The provenance of this organ was confirmed by OHS member Richard Hamar who once serviced the instrument. It was a one-manual Hamill "Giant Organ", installed in 1874. These organs were known for their low price, large scales, and surprisingly powerful voicing from an economy of ranks. The church history states the organ was fitted with a new electric blower in 1929 for a cost of $165.65; removed by Richard Geddes in 1958 when it was replaced by a 3-rank Wicks unit organ inside the historic case; and the windchest and chassis became the voicing machine for Geddes' organ service company in Winsted, Conn. until his retirement in the 1990s, at which time the organ's remains was presumably discarded. The Hamill pipework found its way into various unidentified organ rebuilds by Geddes in the 1960s.

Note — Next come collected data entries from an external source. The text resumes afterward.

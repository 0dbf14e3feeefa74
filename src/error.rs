use std::path::PathBuf;

use chrono::NaiveDate;

pub type Result<T, E = Error> = std::result::Result<T, E>;

#[derive(Debug, thiserror::Error)]
pub enum Error {
    #[error("failed to read {date}: {source}")]
    Read {
        date: NaiveDate,
        #[source]
        source: std::io::Error,
    },

    #[error("failed to write {date}: {source}")]
    Write {
        date: NaiveDate,
        #[source]
        source: std::io::Error,
    },

    #[error("I/O error at {path}: {source}")]
    Io {
        path: PathBuf,
        #[source]
        source: std::io::Error,
    },

    #[error("invalid config: {0}")]
    Json(#[from] serde_json::Error),

    #[error("invalid argument: {0}")]
    InvalidArgument(String),

    #[error("config error: {0}")]
    Config(String),
}

impl Error {
    pub fn io(path: impl Into<PathBuf>, source: std::io::Error) -> Self {
        Self::Io {
            path: path.into(),
            source,
        }
    }
}
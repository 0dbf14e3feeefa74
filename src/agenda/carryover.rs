use std::collections::BTreeMap;

use chrono::NaiveDate;

use super::scan::{RunRule, ScanLimits, scan_backward};
use crate::core::Todo;
use crate::error::Result;
use crate::store::{self, StorageBackend};

/// Default number of dates either backward walk may visit.
pub const DEFAULT_LOOKBACK_DAYS: u32 = 365;

/// Consecutive empty dates that end the carry-over walk.
pub const CARRYOVER_EMPTY_RUN: u32 = 7;

/// Consecutive dates without bookmarks that end the bookmark walk.
pub const BOOKMARK_EMPTY_RUN: u32 = 30;

/// Bookmarked to-dos keyed by the date whose file holds them.
pub type BookmarksByDate = BTreeMap<NaiveDate, Vec<Todo>>;

/// The view for `focus`: pending to-dos carried over from earlier dates,
/// then the focus date's own to-dos.
///
/// Carried entries the focus file already holds (same text and owner) are
/// shown once, from the focus file.
pub async fn load_focus_view(
    storage: &dyn StorageBackend,
    focus: NaiveDate,
    max_days: u32,
) -> Result<Vec<Todo>> {
    let mut own = store::load_todos(storage, focus).await?;
    for todo in &mut own {
        todo.stamp_origin(focus);
    }

    let carried = collect_carryover(storage, focus, max_days).await?;
    let mut view: Vec<Todo> = carried
        .into_iter()
        .filter(|c| !own.iter().any(|t| t.same_entry(c)))
        .collect();
    log::debug!("View for {}: {} carried, {} own", focus, view.len(), own.len());

    view.extend(own);
    Ok(view)
}

/// Pending to-dos from the dates before `before`, oldest date first.
pub async fn collect_carryover(
    storage: &dyn StorageBackend,
    before: NaiveDate,
    max_days: u32,
) -> Result<Vec<Todo>> {
    let Some(start) = before.pred_opt() else {
        return Ok(Vec::new());
    };
    let limits = ScanLimits {
        max_days,
        run_limit: CARRYOVER_EMPTY_RUN,
        run_rule: RunRule::EmptyFile,
    };
    let days = scan_backward(storage, start, limits, |t| !t.completed).await?;

    let mut carried: Vec<Todo> = Vec::new();
    for todo in days.into_iter().rev().flat_map(|d| d.todos) {
        if !carried.iter().any(|c| c.same_entry(&todo)) {
            carried.push(todo);
        }
    }
    Ok(carried)
}

/// Bookmarked to-dos, completed or not, from `today` backward.
pub async fn collect_bookmarked(
    storage: &dyn StorageBackend,
    today: NaiveDate,
    max_days: u32,
) -> Result<BookmarksByDate> {
    let limits = ScanLimits {
        max_days,
        run_limit: BOOKMARK_EMPTY_RUN,
        run_rule: RunRule::NoMatch,
    };
    let days = scan_backward(storage, today, limits, |t| t.bookmarked).await?;
    Ok(days.into_iter().map(|d| (d.date, d.todos)).collect())
}
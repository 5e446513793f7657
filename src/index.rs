//! The precomputed search index: loading, validation and building.

use globset::{Glob, GlobSet, GlobSetBuilder};
use ignore::WalkBuilder;
use serde::{Deserialize, Serialize};
use serde_json::Value;
use std::collections::HashSet;
use std::fs;
use std::path::Path;

use crate::error::{Result, SearchError};

/// One searchable post. `path` doubles as the post's URL stem.
#[derive(Serialize, Deserialize, Debug, Clone, PartialEq, Eq)]
pub struct Document {
    pub path: String,
    pub content: String,
}

impl Document {
    pub fn new(path: impl Into<String>, content: impl Into<String>) -> Self {
        Document {
            path: path.into(),
            content: content.into(),
        }
    }
}

/// Read and parse the index file without validating its shape.
pub fn load_index(path: &Path) -> Result<Value> {
    let raw = fs::read_to_string(path).map_err(|source| SearchError::Io {
        path: path.to_path_buf(),
        source,
    })?;
    serde_json::from_str(&raw).map_err(|source| SearchError::Json {
        path: path.to_path_buf(),
        source,
    })
}

/// Turn the raw index into documents.
///
/// The top level must be an array. Entries without a string `path` and a
/// string `content` are skipped rather than rejected.
pub fn documents_from_value(value: &Value) -> Result<Vec<Document>> {
    let items = value.as_array().ok_or_else(|| {
        SearchError::malformed(format!("expected an array, found {}", json_kind(value)))
    })?;

    let mut documents = Vec::with_capacity(items.len());
    for (i, item) in items.iter().enumerate() {
        let path = item.get("path").and_then(Value::as_str);
        let content = item.get("content").and_then(Value::as_str);
        match (path, content) {
            (Some(path), Some(content)) if !content.is_empty() => {
                documents.push(Document::new(path, content));
            }
            _ => log::debug!("Skipping search index entry {i}: missing path or content"),
        }
    }

    Ok(documents)
}

fn json_kind(value: &Value) -> &'static str {
    match value {
        Value::Null => "null",
        Value::Bool(_) => "a boolean",
        Value::Number(_) => "a number",
        Value::String(_) => "a string",
        Value::Array(_) => "an array",
        Value::Object(_) => "an object",
    }
}

/// Remove a leading `---` delimited front matter block.
pub fn strip_front_matter(content: &str) -> &str {
    let Some(rest) = content
        .strip_prefix("---\n")
        .or_else(|| content.strip_prefix("---\r\n"))
    else {
        return content;
    };

    let mut offset = 0;
    for line in rest.split_inclusive('\n') {
        offset += line.len();
        if line.trim_end() == "---" {
            return rest[offset..].trim_start_matches(['\r', '\n']);
        }
    }
    content
}

fn build_globset(patterns: &[String]) -> Result<GlobSet> {
    let mut builder = GlobSetBuilder::new();
    for pattern in patterns {
        let glob = Glob::new(pattern).map_err(|source| SearchError::ExcludePattern {
            pattern: pattern.clone(),
            source,
        })?;
        builder.add(glob);
    }
    builder.build().map_err(|source| SearchError::ExcludePattern {
        pattern: patterns.join(","),
        source,
    })
}

/// Walk `root` and collect every post with one of `extensions`.
///
/// Paths are relative to `root`, use `/` separators and drop the extension,
/// so `/posts/{path}.html` resolves to the rendered page.
pub fn build_index(root: &Path, extensions: &[String], exclude: &[String]) -> Result<Vec<Document>> {
    let extensions: HashSet<String> = extensions.iter().map(|e| e.trim().to_lowercase()).collect();
    let excludes = build_globset(exclude)?;

    let mut builder = WalkBuilder::new(root);
    builder.hidden(true).git_ignore(true).git_global(true);

    let mut documents = Vec::new();
    for entry in builder.build().filter_map(|e| e.ok()) {
        let path = entry.path();
        if path.is_dir() {
            continue;
        }

        let ext = path
            .extension()
            .and_then(|e| e.to_str())
            .map(|e| e.to_lowercase())
            .unwrap_or_default();
        if !extensions.contains(&ext) {
            continue;
        }

        let rel = path.strip_prefix(root).unwrap_or(path);
        if excludes.is_match(rel) {
            log::debug!("Excluded {}", rel.display());
            continue;
        }

        let content = match fs::read_to_string(path) {
            Ok(content) => content,
            Err(e) => {
                log::warn!("Skipping {}: {e}", path.display());
                continue;
            }
        };

        let stem = rel.with_extension("");
        let doc_path = stem
            .components()
            .map(|c| c.as_os_str().to_string_lossy())
            .collect::<Vec<_>>()
            .join("/");

        documents.push(Document::new(doc_path, strip_front_matter(&content).trim_end()));
    }

    documents.sort_by(|a, b| a.path.cmp(&b.path));
    log::info!("Indexed {} documents under {}", documents.len(), root.display());
    Ok(documents)
}

/// Write documents as the JSON array the site serves.
pub fn write_index(documents: &[Document], output: &Path) -> Result<()> {
    let json = serde_json::to_string(documents).map_err(|source| SearchError::Json {
        path: output.to_path_buf(),
        source,
    })?;
    fs::write(output, json).map_err(|source| SearchError::Io {
        path: output.to_path_buf(),
        source,
    })
}
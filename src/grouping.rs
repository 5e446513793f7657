use ahash::AHashMap;
use serde::Serialize;

use crate::index::Document;
use crate::matcher::{find_all_matches, Span};

/// One occurrence of the query, borrowed from the document it was found in.
#[derive(Debug, Clone, Copy, PartialEq, Eq, Serialize)]
pub struct Match<'a> {
    pub path: &'a str,
    #[serde(skip)]
    pub content: &'a str,
    pub start: usize,
    pub end: usize,
}

impl<'a> Match<'a> {
    pub fn new(doc: &'a Document, span: Span) -> Self {
        Match {
            path: &doc.path,
            content: &doc.content,
            start: span.start,
            end: span.end,
        }
    }

    pub fn text(&self) -> &'a str {
        &self.content[self.start..self.end]
    }
}

/// Matches grouped by document path, in first-seen order.
#[derive(Debug, Default, Serialize)]
pub struct GroupedMatches<'a> {
    groups: Vec<MatchGroup<'a>>,
    #[serde(skip)]
    index: AHashMap<&'a str, usize>,
}

#[derive(Debug, Serialize)]
pub struct MatchGroup<'a> {
    pub path: &'a str,
    pub matches: Vec<Match<'a>>,
}

impl<'a> GroupedMatches<'a> {
    pub fn push(&mut self, m: Match<'a>) {
        match self.index.get(m.path) {
            Some(&slot) => self.groups[slot].matches.push(m),
            None => {
                self.index.insert(m.path, self.groups.len());
                self.groups.push(MatchGroup {
                    path: m.path,
                    matches: vec![m],
                });
            }
        }
    }

    pub fn groups(&self) -> &[MatchGroup<'a>] {
        &self.groups
    }

    pub fn get(&self, path: &str) -> Option<&[Match<'a>]> {
        self.index
            .get(path)
            .map(|&slot| self.groups[slot].matches.as_slice())
    }

    pub fn group_count(&self) -> usize {
        self.groups.len()
    }

    pub fn total_matches(&self) -> usize {
        self.groups.iter().map(|g| g.matches.len()).sum()
    }

    pub fn is_empty(&self) -> bool {
        self.groups.is_empty()
    }
}

/// Group a flat, scan-ordered match list by path.
pub fn group_by_path<'a, I>(matches: I) -> GroupedMatches<'a>
where
    I: IntoIterator<Item = Match<'a>>,
{
    let mut grouped = GroupedMatches::default();
    for m in matches {
        grouped.push(m);
    }
    grouped
}

/// Scan every document for `query` and flatten the hits in document order.
pub fn collect_matches<'a>(documents: &'a [Document], query: &str) -> Vec<Match<'a>> {
    documents
        .iter()
        .flat_map(|doc| {
            find_all_matches(&doc.content, query)
                .into_iter()
                .map(move |span| Match::new(doc, span))
        })
        .collect()
}
//! In-page handling for internal and footnote links.
//!
//! A link that points at the current page scrolls to its fragment target and
//! flashes it instead of reloading.

use crate::config::Config;
use crate::controller::Navigation;
use crate::dom::{Dom, NodeId};
use crate::location::Location;
use crate::timer::Scheduler;
use crate::viewport::{ScrollBlock, Viewport};

pub const HEADING_HIGHLIGHT_CLASS: &str = "heading-highlight";
const LINK_CLASSES: &[&str] = &["internal-link", "footnote-link"];

#[derive(Debug, Clone, Copy, PartialEq, Eq)]
pub enum LinkEvent {
    ClearHeadingHighlight(NodeId),
}

#[derive(Debug, Clone, PartialEq, Eq)]
pub enum LinkClick {
    /// Not a link we handle; the default action applies.
    Ignored,
    /// Same-page link; default navigation suppressed.
    SamePage { target: Option<NodeId> },
    /// Link to another page.
    Navigate(Navigation),
}

pub struct LinkNavigator {
    highlight_for: std::time::Duration,
}

impl LinkNavigator {
    pub fn new(config: &Config) -> Self {
        LinkNavigator {
            highlight_for: config.heading_highlight(),
        }
    }

    pub fn on_click<E>(
        &self,
        dom: &mut Dom,
        target: NodeId,
        location: &Location,
        viewport: &mut dyn Viewport,
        timers: &mut Scheduler<E>,
    ) -> LinkClick
    where
        E: From<LinkEvent>,
    {
        let Some(link) = find_link(dom, target) else {
            return LinkClick::Ignored;
        };
        let href = match dom.attr(link, "href") {
            Some(href) if !href.is_empty() => href.to_string(),
            _ => return LinkClick::Ignored,
        };

        let resolved = location.resolve(&href);
        if resolved.pathname != location.pathname {
            return LinkClick::Navigate(Navigation {
                url: resolved.href(),
            });
        }

        let Some(fragment) = resolved.hash.strip_prefix('#') else {
            return LinkClick::SamePage { target: None };
        };
        let element = dom.element_by_id(fragment).or_else(|| {
            urlencoding::decode(fragment)
                .ok()
                .and_then(|decoded| dom.element_by_id(&decoded))
        });

        match element {
            Some(element) => {
                viewport.scroll_into_view(dom, element, ScrollBlock::Start);
                dom.add_class(element, HEADING_HIGHLIGHT_CLASS);
                timers.schedule(
                    self.highlight_for,
                    E::from(LinkEvent::ClearHeadingHighlight(element)),
                );
                LinkClick::SamePage {
                    target: Some(element),
                }
            }
            None => {
                log::debug!("No element with id {fragment:?}");
                LinkClick::SamePage { target: None }
            }
        }
    }

    pub fn on_event(&self, event: LinkEvent, dom: &mut Dom) {
        match event {
            LinkEvent::ClearHeadingHighlight(element) => {
                dom.remove_class(element, HEADING_HIGHLIGHT_CLASS);
            }
        }
    }
}

/// The clicked `<a>`, or the nearest internal/footnote link around it.
fn find_link(dom: &Dom, target: NodeId) -> Option<NodeId> {
    if dom.tag(target) == Some("a") {
        return Some(target);
    }
    dom.closest(target, |d, n| {
        d.tag(n) == Some("a") && LINK_CLASSES.iter().any(|c| d.has_class(n, c))
    })
}

#[cfg(test)]
mod tests {
    use super::*;
    use crate::viewport::RecordingViewport;
    use std::time::Duration;

    const PAGE: &str = "<html><body><div class=\"content-wrapper\"><h2 id=\"setup\">Setup</h2><p><a class=\"internal-link\" href=\"#setup\"><span>jump</span></a> <a href=\"other.html#x\">away</a> <a class=\"footnote-link\" href=\"/posts/rust.html#fn%201\">1</a> <span class=\"plain\">text</span></p><p id=\"fn 1\">Footnote</p></div></body></html>";

    fn by_text(dom: &Dom, text: &str) -> NodeId {
        dom.text_nodes(dom.root())
            .find(|(_, t)| *t == text)
            .map(|(n, _)| n)
            .unwrap()
    }

    #[test]
    fn test_same_page_fragment_flashes_target() {
        let mut dom = Dom::parse(PAGE);
        let location = Location::parse("https://blog.example/posts/rust.html");
        let mut viewport = RecordingViewport::new();
        let mut timers: Scheduler<LinkEvent> = Scheduler::new();
        let nav = LinkNavigator::new(&Config::default());

        let click_on = by_text(&dom, "jump");
        let outcome = nav.on_click(&mut dom, click_on, &location, &mut viewport, &mut timers);
        let heading = dom.element_by_id("setup").unwrap();
        assert_eq!(outcome, LinkClick::SamePage { target: Some(heading) });
        assert!(dom.has_class(heading, HEADING_HIGHLIGHT_CLASS));
        assert_eq!(viewport.scrolls[0].block, ScrollBlock::Start);

        assert!(timers.pop_due(Duration::from_millis(1499)).is_none());
        let (_, event) = timers.pop_due(Duration::from_millis(1500)).unwrap();
        nav.on_event(event, &mut dom);
        assert!(!dom.has_class(heading, HEADING_HIGHLIGHT_CLASS));
    }

    #[test]
    fn test_other_page_link_navigates() {
        let mut dom = Dom::parse(PAGE);
        let location = Location::parse("https://blog.example/posts/rust.html");
        let mut viewport = RecordingViewport::new();
        let mut timers: Scheduler<LinkEvent> = Scheduler::new();
        let nav = LinkNavigator::new(&Config::default());

        let anchor = dom.closest(by_text(&dom, "away"), |d, n| d.tag(n) == Some("a")).unwrap();
        let outcome = nav.on_click(&mut dom, anchor, &location, &mut viewport, &mut timers);
        assert_eq!(
            outcome,
            LinkClick::Navigate(Navigation { url: "https://blog.example/posts/other.html#x".to_string() })
        );
        assert!(viewport.scrolls.is_empty());
    }

    #[test]
    fn test_encoded_fragment_and_non_links() {
        let mut dom = Dom::parse(PAGE);
        let location = Location::parse("https://blog.example/posts/rust.html");
        let mut viewport = RecordingViewport::new();
        let mut timers: Scheduler<LinkEvent> = Scheduler::new();
        let nav = LinkNavigator::new(&Config::default());

        let footnote = by_text(&dom, "1");
        let outcome = nav.on_click(&mut dom, footnote, &location, &mut viewport, &mut timers);
        let target = dom.element_by_id("fn 1");
        assert_eq!(outcome, LinkClick::SamePage { target });

        let plain = by_text(&dom, "text");
        assert_eq!(
            nav.on_click(&mut dom, plain, &location, &mut viewport, &mut timers),
            LinkClick::Ignored
        );
    }
}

The congregation formed in the mid-1700s and the present elegant meetinghouse was built in 1822 in the town then known as North Canaan. In the early 1870s, the town subdivided into sections known as North, South and East, and the church was now in the tract renamed East Canaan. The congregation subsequently changed its name from North Canaan Congregational to East. The congregation spun off part of its congregation in the early 1890s to North Canaan as the Pilgrim Congregational Church, fitted with Johnson & Son Op. 756, 1891. The congregations united under a single pastor in the 1950s, but maintained separate buildings and congregations. In 1980 the congregations remerged into a single entity, the Pilgrim church and its Johnson organ were sold, and the East Canaan Congregational Church changed its name back to North Canaan Congregational.
The Hamill case is extant as is the exquisite original facade stenciling.